The abovementioned approaches are subjected to two limitations including: 1) they didn’t employ the keypoints-detection annotated dataset, which is low-cost for annotation and has a potential to assist the spine segmentation task since it contains sufficient semantic information for spine segmentation; 2) the auxiliary task trained by the weakly-supervised dataset only explicitly affects the main task (i.e., segmentation) in the feature space, but not in the prediction space. Differently, our work focus on exploiting the keypoints-detection annotated dataset to facilitate spine segmentation and the auxiliary task (i.e., keypoints detection) in our approach explicitly guides the main task in both the feature space and prediction space. Moreover, no study in terms of the mixed-supervised segmentation network exists in spine segmentation for MR images.

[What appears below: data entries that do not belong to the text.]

use std::path::Path;

use tracing::{error, info};

use crate::base::{PriceField, ResultSet};
use super::{cell_value, row_for, SheetError, Workbook, NAME_COLUMN};

/// Creates an empty workbook at `path` if nothing is there yet.
/// Returns whether a file was created.
pub fn ensure_file_exists(path: &Path) -> Result<bool, SheetError> {
    if path.exists() {
        return Ok(false);
    }
    info!("Could not locate file {}", path.display());
    info!("Creating new excel document {}", path.display());
    Workbook::new().save(path)?;
    Ok(true)
}

/// Writes every entry of `results` into the active sheet of the workbook at
/// `path`, one row per entry starting right after the header row plus
/// `offset`. The workbook is saved once, after all rows are filled in.
/// Returns the number of rows written.
pub fn try_write(path: &Path, results: &ResultSet, offset: usize) -> Result<usize, SheetError> {
    let mut book = Workbook::open(path)?;

    for (position, (item, record)) in results.iter().enumerate() {
        let row = row_for(offset, position).ok_or(SheetError::RowOutOfRange { offset, position })?;
        book.set_text(row, NAME_COLUMN, item);
        for field in PriceField::ALL.iter() {
            book.set_text(row, field.column(), cell_value(record, *field));
        }
        info!("Added: {}", item);
    }

    book.save(path)?;
    Ok(results.len())
}

/// `try_write` that reports failures instead of returning them
pub fn write(path: &Path, results: &ResultSet, offset: usize) -> Option<usize> {
    info!("*** SAVING ITEMS ***");
    match try_write(path, results, offset) {
        Ok(rows) => Some(rows),
        Err(err) => {
            error!("Error: {}", err);
            None
        }
    }
}

#[cfg(test)]
mod tests {
    use super::*;
    use crate::base::{PriceRecord, PLACEHOLDER};
    use crate::sheet::MAX_ROW;

    fn priced(lowest: &str) -> PriceRecord {
        PriceRecord {
            success: true,
            lowest_price: Some(lowest.to_owned()),
            volume: Some("12".to_owned()),
            median_price: None,
        }
    }

    fn text(book: &Workbook, row: u32, col: u32) -> Option<String> {
        book.text(row, col)
    }

    #[test]
    fn ensure_creates_once() {
        let dir = tempfile::tempdir().unwrap();
        let path = dir.path().join("out.xlsx");
        assert!(ensure_file_exists(&path).unwrap());
        assert!(path.exists());
        assert!(!ensure_file_exists(&path).unwrap());
    }

    #[test]
    fn ensure_leaves_existing_file_untouched() {
        let dir = tempfile::tempdir().unwrap();
        let path = dir.path().join("out.xlsx");
        std::fs::write(&path, "not a workbook").unwrap();
        assert!(!ensure_file_exists(&path).unwrap());
        assert_eq!(std::fs::read_to_string(&path).unwrap(), "not a workbook");
    }

    #[test]
    fn rows_follow_offset_and_fill_placeholders() {
        let dir = tempfile::tempdir().unwrap();
        let path = dir.path().join("out.xlsx");
        ensure_file_exists(&path).unwrap();

        let mut results = ResultSet::new();
        results.insert("first".to_owned(), priced("$1.00"));
        results.insert("second".to_owned(), PriceRecord::unavailable());

        assert_eq!(try_write(&path, &results, 3).unwrap(), 2);

        let book = Workbook::open(&path).unwrap();
        assert_eq!(text(&book, 5, 1).as_deref(), Some("first"));
        assert_eq!(text(&book, 5, 2).as_deref(), Some("$1.00"));
        assert_eq!(text(&book, 5, 3).as_deref(), Some("12"));
        assert_eq!(text(&book, 5, 4).as_deref(), Some(PLACEHOLDER));
        assert_eq!(text(&book, 6, 1).as_deref(), Some("second"));
        for col in 2..=4 {
            assert_eq!(text(&book, 6, col).as_deref(), Some(PLACEHOLDER));
        }
        assert_eq!(text(&book, 4, 1), None);
        assert_eq!(text(&book, 7, 1), None);
    }

    #[test]
    fn existing_cells_are_preserved() {
        let dir = tempfile::tempdir().unwrap();
        let path = dir.path().join("out.xlsx");
        let mut book = Workbook::new();
        book.set_text(1, 1, "Item");
        book.set_text(1, 2, "Lowest");
        book.set_text(2, 1, "old row");
        book.set_text(2, 6, "kept");
        book.save(&path).unwrap();

        let mut results = ResultSet::new();
        results.insert("new row".to_owned(), priced("$3.00"));
        try_write(&path, &results, 1).unwrap();

        let book = Workbook::open(&path).unwrap();
        assert_eq!(text(&book, 1, 1).as_deref(), Some("Item"));
        assert_eq!(text(&book, 1, 2).as_deref(), Some("Lowest"));
        assert_eq!(text(&book, 2, 1).as_deref(), Some("old row"));
        assert_eq!(text(&book, 2, 6).as_deref(), Some("kept"));
        assert_eq!(text(&book, 3, 1).as_deref(), Some("new row"));
    }

    #[test]
    fn other_sheets_and_formulas_survive_a_write() {
        let dir = tempfile::tempdir().unwrap();
        let path = dir.path().join("out.xlsx");

        let mut original = umya_spreadsheet::new_file();
        {
            let prices = original.get_sheet_by_name_mut("Sheet1").unwrap();
            prices.get_cell_mut("F1").set_value_number(21);
            prices.get_cell_mut("G1").set_formula("F1*2");
        }
        original.new_sheet("Notes").unwrap().get_cell_mut("A1").set_value("keep me");
        umya_spreadsheet::writer::xlsx::write(&original, &path).unwrap();

        let mut results = ResultSet::new();
        results.insert("item".to_owned(), priced("$1.00"));
        assert_eq!(write(&path, &results, 0), Some(1));

        let saved = umya_spreadsheet::reader::xlsx::read(&path).unwrap();
        let notes = saved.get_sheet_by_name("Notes").unwrap();
        assert_eq!(notes.get_value("A1"), "keep me");

        let prices = saved.get_sheet_by_name("Sheet1").unwrap();
        assert_eq!(prices.get_cell("G1").unwrap().get_formula(), "F1*2");
        assert_eq!(prices.get_value("F1"), "21");
        assert_eq!(prices.get_value("A2"), "item");
        assert_eq!(prices.get_value("B2"), "$1.00");
    }

    #[test]
    fn save_failure_is_reported() {
        let dir = tempfile::tempdir().unwrap();
        let path = dir.path().join("out.xlsx");
        ensure_file_exists(&path).unwrap();
        let before = std::fs::read(&path).unwrap();

        // Saving stages the document in `<file>tmp` beside the target; a
        // directory in that spot makes the save fail even for root.
        std::fs::create_dir(dir.path().join("out.xlsxtmp")).unwrap();

        let mut results = ResultSet::new();
        results.insert("item".to_owned(), priced("$1.00"));

        assert!(matches!(try_write(&path, &results, 0), Err(SheetError::Write { .. })));
        assert_eq!(write(&path, &results, 0), None);
        assert_eq!(std::fs::read(&path).unwrap(), before);
    }

    #[test]
    fn rows_past_the_sheet_are_rejected_before_saving() {
        let dir = tempfile::tempdir().unwrap();
        let path = dir.path().join("out.xlsx");
        ensure_file_exists(&path).unwrap();
        let before = std::fs::read(&path).unwrap();

        let mut results = ResultSet::new();
        results.insert("first".to_owned(), priced("$1.00"));
        results.insert("second".to_owned(), priced("$2.00"));

        let offset = MAX_ROW as usize - 2;
        match try_write(&path, &results, offset) {
            Err(SheetError::RowOutOfRange { position, .. }) => assert_eq!(position, 1),
            other => panic!("unexpected result {:?}", other),
        }
        assert_eq!(write(&path, &results, 2_000_000), None);
        assert_eq!(std::fs::read(&path).unwrap(), before);
    }

    #[test]
    fn missing_file_is_reported_not_created() {
        let dir = tempfile::tempdir().unwrap();
        let path = dir.path().join("gone.xlsx");
        let results = ResultSet::new();

        assert!(matches!(try_write(&path, &results, 0), Err(SheetError::NotFound(_))));
        assert_eq!(write(&path, &results, 0), None);
        assert!(!path.exists());
    }

    #[test]
    fn unreadable_workbook_is_left_alone() {
        let dir = tempfile::tempdir().unwrap();
        let path = dir.path().join("broken.xlsx");
        std::fs::write(&path, "garbage").unwrap();

        let mut results = ResultSet::new();
        results.insert("item".to_owned(), priced("$1.00"));

        assert_eq!(write(&path, &results, 0), None);
        assert_eq!(std::fs::read_to_string(&path).unwrap(), "garbage");
    }

    #[test]
    fn empty_results_write_no_rows() {
        let dir = tempfile::tempdir().unwrap();
        let path = dir.path().join("out.xlsx");
        ensure_file_exists(&path).unwrap();

        assert_eq!(write(&path, &ResultSet::new(), 1), Some(0));
        let book = Workbook::open(&path).unwrap();
        assert_eq!(text(&book, 2, 1), None);
        assert_eq!(text(&book, 3, 1), None);
    }
}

The multi-task learning network is aimed at improving network performance by learning multiple tasks simultaneously. Zhang et al. (2020) presented a multi-task relational learning network (MRLN) for vertebrae detection (i.e., localization and identification) and segmentation. They introduced a co-attention module in the forward propagation procedure to learn the correlation information between two tasks, which alleviated the overfitting of a single task. Nie et al. (2018) proposed a novel parsing induced learner (PIL) to exploit human parsing information to effectively assist keypoints detection by adaptive convolution, whose dynamic parameters were generated by PIL. Inspired by PIL but different from it, the proposed approach exploits the keypoints detection task to assist the parsing (i.e., segmentation) task.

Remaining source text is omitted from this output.